The Company's debt consisted of the following as of June 30, 2013 and June 30, 2012:

 

    June 30, 2013     June 30, 2012  
Bank loans and notes payable-current   $ 885,786     $ 1,022,826  
Bank loans and notes payable-long term     2,395,802       2,915,134  
Total   $ 3,281,588     $ 3,937,960  

 

Bank loans and notes payable consisted of the following at June 30, 2013 and June 30, 2012:

 

 

 

 

    June 30, 2013     June 30, 2012  
             

Bank loan payable of principal and interest at a rate equal to prime plus 1.50%, as

  defined, subject to a floor of 4.75% with any principal due at maturity on January 1,

  2014; collateralized by accounts receivable and inventory related to a specific

  customer contract and no further advances.

  $ 213,750     $ -  
                 

Note payable to the seller of Tier Electronics LLC payable in annual installments of

  $450,000 on January 21, 2013 and $495,000 on January 21, 2014.  Interest accrues

  at a rate of 8% and is payable monthly.  The promissory note is collateralized by the

  Company’s membership interest in its wholly-owned subsidiary Tier Electronics LLC.

  See note (a) below.

    495,000       900,000  
                 

Note payable to Wisconsin Department of Commerce payable in monthly

  installments of $23,685, including interest at 2%, with the final payment due

  May 1, 2018; collateralized by equipment purchased with the loan proceeds and

  substantially all assets of the Company not otherwise collateralized.  The Company

  is required to maintain and increase a specified number of employees, and the

  interest rate is increased in certain cases for failure to meet this requirement.  See

  note (b) below.

    1,136,195       1,279,367  
                 

Bank loan payable in fixed monthly payments of $6,800 of principal and interest

  at a rate of .25% below prime, as defined, subject to a floor of 5% as of June 30,

  2013 and 2012 with any principal due at maturity on June 1, 2018; collateralized by

  the building and land.

    673,339       719,528  
                 

Note payable in fixed monthly installments of $6,716 of principal and interest at

  a rate of 5.5% with any principal due at maturity on May 1, 2028; collateralized

  by the building and land.

    734,227       764,981  
                 

Bank loan payable in monthly installments of $21,000 of principal and interest at a

  rate equal to prime, as defined, subject to a floor of 4.25% with any principal due

  at maturity on December 1, 2013; collateralized by specific equipment.

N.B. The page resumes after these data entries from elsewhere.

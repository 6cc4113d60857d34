//! `packed` attestation: full (x5c) or self

use x509_parser::certificate::X509Certificate;

use super::statement::PackedStatement;
use super::{attested_credential, signed_message, AttestationType, Verified};
use crate::webauthn::certificate;
use crate::webauthn::crypto;
use crate::webauthn::errors::VerificationError;
use crate::webauthn::types::{AttestedCredentialData, AuthenticatorData};

const ATTESTATION_OU: &str = "Authenticator Attestation";

pub(super) fn verify(
    stmt: &PackedStatement,
    auth_data: &AuthenticatorData,
    client_data_hash: &[u8; 32],
) -> Result<Verified, VerificationError> {
    if stmt.ecdaa_key_id.is_some() {
        return Err(VerificationError::UnsupportedAlgorithm(stmt.alg));
    }
    let credential = attested_credential(auth_data)?;
    let message = signed_message(auth_data, client_data_hash);

    if stmt.x5c.is_empty() {
        return verify_self(stmt, credential, &message);
    }

    let leaf = certificate::parse(&stmt.x5c[0])?;
    let leaf_key = certificate::public_key(&leaf, stmt.alg)?;
    crypto::verify_signature(&leaf_key, stmt.alg, &message, &stmt.sig)?;
    check_leaf(&leaf, credential)?;

    let attestation_type = if stmt.x5c.len() > 1 {
        AttestationType::AttCa
    } else {
        AttestationType::Basic
    };
    Ok(Verified::new(attestation_type, stmt.x5c.clone()))
}

fn verify_self(
    stmt: &PackedStatement,
    credential: &AttestedCredentialData,
    message: &[u8],
) -> Result<Verified, VerificationError> {
    let key = &credential.credential_public_key;
    if key.alg() != Some(stmt.alg) {
        return Err(VerificationError::constraint(
            "alg",
            "self attestation alg must match the credential public key",
        ));
    }
    crypto::verify_signature(key, stmt.alg, message, &stmt.sig)?;
    Ok(Verified::new(AttestationType::SelfAttestation, Vec::new()))
}

fn check_leaf(
    leaf: &X509Certificate<'_>,
    credential: &AttestedCredentialData,
) -> Result<(), VerificationError> {
    if !certificate::is_v3(leaf) {
        return Err(VerificationError::constraint(
            "x5c",
            "attestation certificate must be version 3",
        ));
    }

    let subject = leaf.subject();
    let has_country = subject.iter_country().next().is_some();
    let has_organization = subject.iter_organization().next().is_some();
    let has_common_name = subject.iter_common_name().next().is_some();
    let has_unit = subject
        .iter_organizational_unit()
        .any(|attr| attr.as_str().ok() == Some(ATTESTATION_OU));
    if !(has_country && has_organization && has_common_name && has_unit) {
        return Err(VerificationError::constraint(
            "x5c",
            format!("attestation certificate subject must carry C, O, CN and OU={ATTESTATION_OU}"),
        ));
    }

    if certificate::ca_flag(leaf) == Some(true) {
        return Err(VerificationError::constraint(
            "x5c",
            "attestation certificate must not be a CA",
        ));
    }

    certificate::check_aaguid(leaf, &credential.aaguid, false)
}
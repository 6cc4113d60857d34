//! `WebAuthn` core types
//!
//! Decoded ceremony structures, the caller-owned [`Authenticator`] record and
//! the inputs/outputs of the two ceremony validators.

use serde::{Deserialize, Serialize};
use uuid::Uuid;

use super::attestation::{AttestationType, AttestationVerificationResult};
use super::cose::CoseKey;
use super::encoding;
use super::errors::VerificationError;
use super::extensions::{
    AuthenticatorExtensionsOutputs, ExtensionsClientInputs, ExtensionsClientOutputs,
};

/// Authenticator data flags byte
#[derive(Debug, Clone, Copy, Default, PartialEq, Eq, Serialize, Deserialize)]
pub struct AuthenticatorFlags(pub u8);

impl AuthenticatorFlags {
    pub const USER_PRESENT: u8 = 0x01;
    pub const USER_VERIFIED: u8 = 0x04;
    pub const BACKUP_ELIGIBLE: u8 = 0x08;
    pub const BACKUP_STATE: u8 = 0x10;
    pub const ATTESTED_CREDENTIAL_DATA: u8 = 0x40;
    pub const EXTENSION_DATA: u8 = 0x80;

    #[must_use]
    pub fn bits(self) -> u8 {
        self.0
    }

    #[must_use]
    pub fn contains(self, flag: u8) -> bool {
        self.0 & flag == flag
    }

    #[must_use]
    pub fn user_present(self) -> bool {
        self.contains(Self::USER_PRESENT)
    }

    #[must_use]
    pub fn user_verified(self) -> bool {
        self.contains(Self::USER_VERIFIED)
    }

    #[must_use]
    pub fn backup_eligible(self) -> bool {
        self.contains(Self::BACKUP_ELIGIBLE)
    }

    #[must_use]
    pub fn backup_state(self) -> bool {
        self.contains(Self::BACKUP_STATE)
    }

    #[must_use]
    pub fn attested_credential_data(self) -> bool {
        self.contains(Self::ATTESTED_CREDENTIAL_DATA)
    }

    #[must_use]
    pub fn extension_data(self) -> bool {
        self.contains(Self::EXTENSION_DATA)
    }
}

/// FIDO key protection types (bitfield values of the `uvm` entry)
#[derive(Debug, Clone, Copy, PartialEq, Eq, Hash, Serialize, Deserialize)]
pub enum KeyProtectionType {
    Software,
    Hardware,
    Tee,
    SecureElement,
    RemoteHandle,
}

impl KeyProtectionType {
    const ALL: [Self; 5] = [
        Self::Software,
        Self::Hardware,
        Self::Tee,
        Self::SecureElement,
        Self::RemoteHandle,
    ];

    #[must_use]
    pub fn bit(self) -> u32 {
        match self {
            Self::Software => 0x0001,
            Self::Hardware => 0x0002,
            Self::Tee => 0x0004,
            Self::SecureElement => 0x0008,
            Self::RemoteHandle => 0x0010,
        }
    }

    /// Every type whose bit is set, unknown bits ignored
    #[must_use]
    pub fn from_bits(bits: u32) -> Vec<Self> {
        Self::ALL
            .into_iter()
            .filter(|kind| bits & kind.bit() != 0)
            .collect()
    }
}

impl TryFrom<u32> for KeyProtectionType {
    type Error = VerificationError;

    fn try_from(value: u32) -> Result<Self, Self::Error> {
        Self::ALL
            .into_iter()
            .find(|kind| kind.bit() == value)
            .ok_or_else(|| {
                VerificationError::constraint(
                    "keyProtectionType",
                    format!("unknown key protection type {value:#x}"),
                )
            })
    }
}

/// Credential material present when the `AT` flag is set
#[derive(Debug, Clone, PartialEq, Eq, Serialize, Deserialize)]
pub struct AttestedCredentialData {
    pub aaguid: Uuid,
    #[serde(rename = "credentialId", with = "encoding::bytes")]
    pub credential_id: Vec<u8>,
    #[serde(rename = "credentialPublicKey")]
    pub credential_public_key: CoseKey,
}

/// Decoded authenticator data, with the raw bytes kept for signature messages
#[derive(Debug, Clone, PartialEq)]
pub struct AuthenticatorData {
    pub raw: Vec<u8>,
    pub rp_id_hash: [u8; 32],
    pub flags: AuthenticatorFlags,
    pub sign_count: u32,
    pub attested_credential_data: Option<AttestedCredentialData>,
    pub extensions: Option<AuthenticatorExtensionsOutputs>,
}

/// Expected values supplied by the relying party for one ceremony
#[derive(Debug, Clone, PartialEq, Eq, Serialize, Deserialize)]
pub struct ServerProperty {
    pub origins: Vec<String>,
    #[serde(rename = "rpId")]
    pub rp_id: String,
    #[serde(with = "encoding::bytes")]
    pub challenge: Vec<u8>,
    #[serde(
        rename = "tokenBindingId",
        default,
        with = "encoding::option",
        skip_serializing_if = "Option::is_none"
    )]
    pub token_binding_id: Option<Vec<u8>>,
}

impl ServerProperty {
    pub fn new(origin: impl Into<String>, rp_id: impl Into<String>, challenge: Vec<u8>) -> Self {
        Self {
            origins: vec![origin.into()],
            rp_id: rp_id.into(),
            challenge,
            token_binding_id: None,
        }
    }

    #[must_use]
    pub fn with_origin(mut self, origin: impl Into<String>) -> Self {
        self.origins.push(origin.into());
        self
    }

    #[must_use]
    pub fn with_token_binding_id(mut self, id: Vec<u8>) -> Self {
        self.token_binding_id = Some(id);
        self
    }
}

/// Durable credential record owned and persisted by the caller
#[derive(Debug, Clone, PartialEq, Eq, Serialize, Deserialize)]
pub struct Authenticator {
    #[serde(rename = "credentialId", with = "encoding::bytes")]
    pub credential_id: Vec<u8>,
    #[serde(rename = "publicKey")]
    pub public_key: CoseKey,
    pub counter: u32,
    #[serde(rename = "attestedCredentialData")]
    pub attested_credential_data: AttestedCredentialData,
    #[serde(rename = "attestationType")]
    pub attestation_type: AttestationType,
}

/// Everything a registration ceremony is checked against
#[derive(Debug, Clone)]
pub struct RegistrationContext {
    pub client_data_json: Vec<u8>,
    pub attestation_object: Vec<u8>,
    pub client_extension_results: ExtensionsClientOutputs,
    pub server_property: ServerProperty,
    pub requested_extensions: ExtensionsClientInputs,
}

impl RegistrationContext {
    #[must_use]
    pub fn new(
        client_data_json: Vec<u8>,
        attestation_object: Vec<u8>,
        server_property: ServerProperty,
    ) -> Self {
        Self {
            client_data_json,
            attestation_object,
            client_extension_results: ExtensionsClientOutputs::default(),
            server_property,
            requested_extensions: ExtensionsClientInputs::default(),
        }
    }

    #[must_use]
    pub fn with_extensions(
        mut self,
        requested: ExtensionsClientInputs,
        results: ExtensionsClientOutputs,
    ) -> Self {
        self.requested_extensions = requested;
        self.client_extension_results = results;
        self
    }
}

/// Everything an authentication ceremony is checked against
#[derive(Debug, Clone)]
pub struct AuthenticationContext {
    pub credential_id: Vec<u8>,
    pub client_data_json: Vec<u8>,
    pub authenticator_data: Vec<u8>,
    pub signature: Vec<u8>,
    pub client_extension_results: ExtensionsClientOutputs,
    pub server_property: ServerProperty,
    pub requested_extensions: ExtensionsClientInputs,
}

impl AuthenticationContext {
    #[must_use]
    pub fn new(
        credential_id: Vec<u8>,
        client_data_json: Vec<u8>,
        authenticator_data: Vec<u8>,
        signature: Vec<u8>,
        server_property: ServerProperty,
    ) -> Self {
        Self {
            credential_id,
            client_data_json,
            authenticator_data,
            signature,
            client_extension_results: ExtensionsClientOutputs::default(),
            server_property,
            requested_extensions: ExtensionsClientInputs::default(),
        }
    }

    #[must_use]
    pub fn with_extensions(
        mut self,
        requested: ExtensionsClientInputs,
        results: ExtensionsClientOutputs,
    ) -> Self {
        self.requested_extensions = requested;
        self.client_extension_results = results;
        self
    }
}

/// Accepted registration
#[derive(Debug, Clone)]
pub struct RegistrationData {
    pub authenticator: Authenticator,
    pub attestation: AttestationVerificationResult,
    pub client_extensions: ExtensionsClientOutputs,
    pub authenticator_extensions: Option<AuthenticatorExtensionsOutputs>,
}

/// Accepted authentication; `new_counter` is for the caller to persist
#[derive(Debug, Clone)]
pub struct AuthenticationData {
    pub credential_id: Vec<u8>,
    pub new_counter: u32,
    pub user_verified: bool,
    pub backup_state: bool,
    pub client_extensions: ExtensionsClientOutputs,
    pub authenticator_extensions: Option<AuthenticatorExtensionsOutputs>,
}

#[cfg(test)]
mod tests {
    use super::*;

    #[test]
    fn test_flags_accessors() {
        let flags = AuthenticatorFlags(0x45);
        assert!(flags.user_present());
        assert!(flags.user_verified());
        assert!(flags.attested_credential_data());
        assert!(!flags.extension_data());
        assert!(!flags.backup_eligible());
    }

    #[test]
    fn test_key_protection_conversion_rejects_unknown() {
        assert_eq!(
            KeyProtectionType::try_from(0x4).expect("TEE"),
            KeyProtectionType::Tee
        );
        assert!(KeyProtectionType::try_from(0x20).is_err());
        assert!(KeyProtectionType::try_from(0x3).is_err());
        assert_eq!(
            KeyProtectionType::from_bits(0x11),
            vec![KeyProtectionType::Software, KeyProtectionType::RemoteHandle]
        );
    }
}
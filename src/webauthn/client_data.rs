//! Client data JSON decoding
//!
//! The decoded [`ClientData`] keeps the exact wire bytes and their SHA-256,
//! which is what the authenticator signed.

use serde::Deserialize;

use super::crypto::sha256;
use super::encoding;
use super::errors::VerificationError;

const FIELD: &str = "clientDataJSON";

/// `clientData.type` values
#[derive(Debug, Clone, Copy, PartialEq, Eq)]
pub enum ClientDataType {
    Create,
    Get,
}

impl ClientDataType {
    #[must_use]
    pub fn as_str(self) -> &'static str {
        match self {
            Self::Create => "webauthn.create",
            Self::Get => "webauthn.get",
        }
    }

    #[must_use]
    pub fn parse(value: &str) -> Option<Self> {
        match value {
            "webauthn.create" => Some(Self::Create),
            "webauthn.get" => Some(Self::Get),
            _ => None,
        }
    }
}

/// Token binding state reported by the client
#[derive(Debug, Clone, PartialEq, Eq, Deserialize)]
pub struct TokenBinding {
    pub status: String, // "present" or "supported"
    #[serde(default)]
    pub id: Option<String>,
}

impl TokenBinding {
    #[must_use]
    pub fn is_present(&self) -> bool {
        self.status == "present"
    }
}

#[derive(Deserialize)]
#[serde(rename_all = "camelCase")]
struct RawClientData {
    #[serde(rename = "type")]
    client_data_type: String,
    challenge: String,
    origin: String,
    #[serde(default)]
    cross_origin: Option<bool>,
    #[serde(default)]
    token_binding: Option<TokenBinding>,
}

/// Decoded `CollectedClientData`
#[derive(Debug, Clone, PartialEq, Eq)]
pub struct ClientData {
    raw: Vec<u8>,
    hash: [u8; 32],
    client_data_type: String,
    challenge: Vec<u8>,
    origin: String,
    cross_origin: Option<bool>,
    token_binding: Option<TokenBinding>,
}

impl ClientData {
    /// Decode the raw clientDataJSON bytes
    ///
    /// # Errors
    ///
    /// Returns `MalformedInput` if the bytes are not the expected JSON object or
    /// the challenge is not base64url.
    pub fn decode(bytes: &[u8]) -> Result<Self, VerificationError> {
        let raw: RawClientData = serde_json::from_slice(bytes)
            .map_err(|e| VerificationError::malformed(FIELD, e.to_string()))?;
        let challenge = encoding::decode(&raw.challenge).map_err(|e| {
            VerificationError::malformed(FIELD, format!("challenge is not base64url: {e}"))
        })?;

        Ok(Self {
            raw: bytes.to_vec(),
            hash: sha256(bytes),
            client_data_type: raw.client_data_type,
            challenge,
            origin: raw.origin,
            cross_origin: raw.cross_origin,
            token_binding: raw.token_binding,
        })
    }

    /// Exact bytes received
    #[must_use]
    pub fn raw(&self) -> &[u8] {
        &self.raw
    }

    /// SHA-256 of the exact bytes received
    #[must_use]
    pub fn hash(&self) -> &[u8; 32] {
        &self.hash
    }

    /// The `type` string as sent
    #[must_use]
    pub fn type_str(&self) -> &str {
        &self.client_data_type
    }

    #[must_use]
    pub fn client_data_type(&self) -> Option<ClientDataType> {
        ClientDataType::parse(&self.client_data_type)
    }

    #[must_use]
    pub fn challenge(&self) -> &[u8] {
        &self.challenge
    }

    #[must_use]
    pub fn origin(&self) -> &str {
        &self.origin
    }

    #[must_use]
    pub fn cross_origin(&self) -> Option<bool> {
        self.cross_origin
    }

    #[must_use]
    pub fn token_binding(&self) -> Option<&TokenBinding> {
        self.token_binding.as_ref()
    }
}

#[cfg(test)]
mod tests {
    use super::*;
    use crate::webauthn::ErrorKind;

    #[test]
    fn test_decode_keeps_raw_bytes_and_hash() {
        let json = br#"{"type":"webauthn.get","challenge":"AQIDBA","origin":"https://example.com","crossOrigin":false}"#;
        let client_data = ClientData::decode(json).expect("Should decode");

        assert_eq!(client_data.client_data_type(), Some(ClientDataType::Get));
        assert_eq!(client_data.challenge(), &[1, 2, 3, 4]);
        assert_eq!(client_data.origin(), "https://example.com");
        assert_eq!(client_data.cross_origin(), Some(false));
        assert_eq!(client_data.raw(), json);
        assert_eq!(client_data.hash(), &sha256(json));
    }

    #[test]
    fn test_token_binding_decoded() {
        let json = br#"{"type":"webauthn.create","challenge":"AA","origin":"https://a","tokenBinding":{"status":"present","id":"AQI"}}"#;
        let client_data = ClientData::decode(json).expect("Should decode");
        let binding = client_data.token_binding().expect("binding present");
        assert!(binding.is_present());
        assert_eq!(binding.id.as_deref(), Some("AQI"));
    }

    #[test]
    fn test_missing_origin_is_malformed() {
        let err = ClientData::decode(br#"{"type":"webauthn.get","challenge":"AA"}"#)
            .expect_err("origin required");
        assert_eq!(err.kind(), ErrorKind::MalformedInput);
        assert_eq!(err.field(), Some("clientDataJSON"));
    }

    #[test]
    fn test_unknown_type_kept_verbatim() {
        let json = br#"{"type":"payment.get","challenge":"AA","origin":"https://a"}"#;
        let client_data = ClientData::decode(json).expect("Should decode");
        assert_eq!(client_data.client_data_type(), None);
        assert_eq!(client_data.type_str(), "payment.get");
    }
}
//! `WebAuthn` attestation processing
//!
//! One verifier per statement format, selected by a single match in
//! [`verify`]. A verifier checks the format's own signature and certificate
//! rules and reports the attestation type and trust path; chain validation
//! against the configured anchors happens here afterwards.

mod android_key;
mod android_safetynet;
mod apple;
mod fido_u2f;
mod none;
mod packed;
mod statement;
mod tpm;

use std::fmt;

use serde::{Deserialize, Serialize};

pub use statement::{
    AndroidKeyStatement, AndroidSafetyNetStatement, AppleStatement, AttestationStatement,
    FidoU2fStatement, PackedStatement, TpmStatement,
};
pub use tpm::{TpmAlgPublic, TpmEccCurve, TpmPublicParameters, TpmsAttest, TpmtPublic};

use super::errors::VerificationError;
use super::settings::WebAuthnSettings;
use super::trust::{self, ChainError};
use super::types::{AuthenticatorData, KeyProtectionType};

/// Value of the `fmt` member of an attestation object
#[derive(Debug, Clone, PartialEq, Eq, Hash)]
pub enum AttestationFormat {
    None,
    FidoU2f,
    Packed,
    AndroidKey,
    AndroidSafetyNet,
    Tpm,
    Apple,
    Unsupported(String),
}

impl AttestationFormat {
    #[must_use]
    pub fn from_name(name: &str) -> Self {
        match name {
            "none" => Self::None,
            "fido-u2f" => Self::FidoU2f,
            "packed" => Self::Packed,
            "android-key" => Self::AndroidKey,
            "android-safetynet" => Self::AndroidSafetyNet,
            "tpm" => Self::Tpm,
            "apple" => Self::Apple,
            other => Self::Unsupported(other.to_string()),
        }
    }

    #[must_use]
    pub fn as_str(&self) -> &str {
        match self {
            Self::None => "none",
            Self::FidoU2f => "fido-u2f",
            Self::Packed => "packed",
            Self::AndroidKey => "android-key",
            Self::AndroidSafetyNet => "android-safetynet",
            Self::Tpm => "tpm",
            Self::Apple => "apple",
            Self::Unsupported(name) => name,
        }
    }
}

impl fmt::Display for AttestationFormat {
    fn fmt(&self, f: &mut fmt::Formatter<'_>) -> fmt::Result {
        f.write_str(self.as_str())
    }
}

/// Provenance claimed by a verified attestation statement
#[derive(Debug, Clone, Copy, PartialEq, Eq, Hash, Serialize, Deserialize)]
pub enum AttestationType {
    #[serde(rename = "none")]
    None,
    #[serde(rename = "self")]
    SelfAttestation,
    #[serde(rename = "basic")]
    Basic,
    #[serde(rename = "attca")]
    AttCa,
    #[serde(rename = "anonca")]
    AnonCa,
}

impl AttestationType {
    pub const ALL: [Self; 5] = [
        Self::None,
        Self::SelfAttestation,
        Self::Basic,
        Self::AttCa,
        Self::AnonCa,
    ];

    #[must_use]
    pub fn as_str(self) -> &'static str {
        match self {
            Self::None => "none",
            Self::SelfAttestation => "self",
            Self::Basic => "basic",
            Self::AttCa => "attca",
            Self::AnonCa => "anonca",
        }
    }

    #[must_use]
    pub fn from_name(name: &str) -> Option<Self> {
        Self::ALL
            .into_iter()
            .find(|kind| kind.as_str().eq_ignore_ascii_case(name.trim()))
    }

    /// Whether statements of this type carry a certificate chain to validate
    #[must_use]
    pub fn has_trust_path(self) -> bool {
        matches!(self, Self::Basic | Self::AttCa | Self::AnonCa)
    }
}

impl fmt::Display for AttestationType {
    fn fmt(&self, f: &mut fmt::Formatter<'_>) -> fmt::Result {
        f.write_str(self.as_str())
    }
}

/// Outcome of [`verify`]
#[derive(Debug, Clone, PartialEq, Eq)]
pub struct AttestationVerificationResult {
    /// The trust path validated against a configured anchor
    pub trusted: bool,
    pub attestation_type: AttestationType,
    /// `x5c` as sent, leaf first
    pub trust_path: Option<Vec<Vec<u8>>>,
    pub key_protection: Option<Vec<KeyProtectionType>>,
    /// Why chain validation failed, when it ran and failed
    pub trust_error: Option<ChainError>,
}

/// What a format verifier established before chain validation
#[derive(Debug)]
struct Verified {
    attestation_type: AttestationType,
    trust_path: Vec<Vec<u8>>,
    key_protection: Option<Vec<KeyProtectionType>>,
}

impl Verified {
    fn new(attestation_type: AttestationType, trust_path: Vec<Vec<u8>>) -> Self {
        Self {
            attestation_type,
            trust_path,
            key_protection: None,
        }
    }

    fn with_key_protection(mut self, key_protection: Vec<KeyProtectionType>) -> Self {
        self.key_protection = Some(key_protection);
        self
    }
}

fn attested_credential(
    auth_data: &AuthenticatorData,
) -> Result<&super::types::AttestedCredentialData, VerificationError> {
    auth_data.attested_credential_data.as_ref().ok_or_else(|| {
        VerificationError::malformed(
            "authenticatorData",
            "attested credential data is required for attestation",
        )
    })
}

/// `authenticatorData || clientDataHash`
fn signed_message(auth_data: &AuthenticatorData, client_data_hash: &[u8; 32]) -> Vec<u8> {
    let mut message = Vec::with_capacity(auth_data.raw.len() + client_data_hash.len());
    message.extend_from_slice(&auth_data.raw);
    message.extend_from_slice(client_data_hash);
    message
}

/// Verify `statement` and, when it carries a trust path, validate that path
/// against the configured anchors
///
/// A statement that fails its own checks is an error. A statement that passes
/// but whose chain does not validate is returned with `trusted == false`; the
/// ceremony decides whether that is acceptable.
///
/// # Errors
///
/// Returns the first failed format check.
pub fn verify(
    statement: &AttestationStatement,
    auth_data: &AuthenticatorData,
    client_data_hash: &[u8; 32],
    settings: &WebAuthnSettings,
) -> Result<AttestationVerificationResult, VerificationError> {
    let verified = match statement {
        AttestationStatement::None => none::verify(),
        AttestationStatement::FidoU2f(stmt) => fido_u2f::verify(stmt, auth_data, client_data_hash)?,
        AttestationStatement::Packed(stmt) => packed::verify(stmt, auth_data, client_data_hash)?,
        AttestationStatement::AndroidKey(stmt) => {
            android_key::verify(stmt, auth_data, client_data_hash, &settings.android_key)?
        }
        AttestationStatement::AndroidSafetyNet(stmt) => android_safetynet::verify(
            stmt,
            auth_data,
            client_data_hash,
            &settings.safetynet,
            settings.clock.now_millis(),
        )?,
        AttestationStatement::Tpm(stmt) => tpm::verify(stmt, auth_data, client_data_hash)?,
        AttestationStatement::Apple(stmt) => apple::verify(stmt, auth_data, client_data_hash)?,
        AttestationStatement::Unsupported { format, .. } => {
            log::warn!("Attestation format '{format}' is not supported, treating as untrusted");
            return Ok(AttestationVerificationResult {
                trusted: false,
                attestation_type: AttestationType::None,
                trust_path: None,
                key_protection: None,
                trust_error: None,
            });
        }
    };

    let Verified {
        attestation_type,
        trust_path,
        key_protection,
    } = verified;

    if !attestation_type.has_trust_path() || trust_path.is_empty() {
        log::debug!("Attestation type {attestation_type} carries no trust path");
        return Ok(AttestationVerificationResult {
            trusted: false,
            attestation_type,
            trust_path: None,
            key_protection,
            trust_error: None,
        });
    }

    let (trusted, trust_error) =
        match trust::validate(&trust_path, &settings.trust_anchors, settings.clock.now()) {
            Ok(path) => {
                log::debug!("Attestation chain anchored at {}", path.anchor_subject);
                (true, None)
            }
            Err(err) => {
                log::info!("Attestation chain not trusted: {err}");
                (false, Some(err))
            }
        };

    Ok(AttestationVerificationResult {
        trusted,
        attestation_type,
        trust_path: Some(trust_path),
        key_protection,
        trust_error,
    })
}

    29,076       274,084  
    $ 3,281,588     $ 3,937,960  

 

(a)   If the federal capital gains tax rate exceeds 15% and or the State of Wisconsin capital gains tax rate exceeds 5.425% at any time prior to the payment in full of the unpaid principal balance and accrued interest on the promissory note, then the principal amount of the promissory note shall be retroactively increased by an amount equal to the product of (a) the aggregate amount of federal and state capital gain realized by the Seller or Seller’s sole member, as applicable, in connection with the acquisition, multiplied by (b) the  difference between (i) the combined federal and State of Wisconsin capital  gains tax rate as of the date of calculation, minus (ii) the combined federal and  State of Wisconsin capital gains tax rate of 20.425% as of January 21, 2011.  Any adjustment to the principal amount of the promissory note shall be effected by increasing the amount of the last payment due under the promissory note without affecting the next regularly scheduled payment(s) under the promissory note.  On January 2, 2013, the American Taxpayer Relief Act of 2012 was signed, effectively raising the top rate for capital gains to 20%.  The Company recorded an additional $45,000 of principal due under this note as other expense, of  $45,000 for the year ended June 30, 2013.

 

 

(b)  As of April 2013, the Wisconsin Department of Commerce granted the Company a 12 month deferral of the required installment payments of $22,800.  On March 1, 2014, fifty equal monthly installments of $23,685 will commence through April 1, 2018 with the final installment due on May 1, 2018.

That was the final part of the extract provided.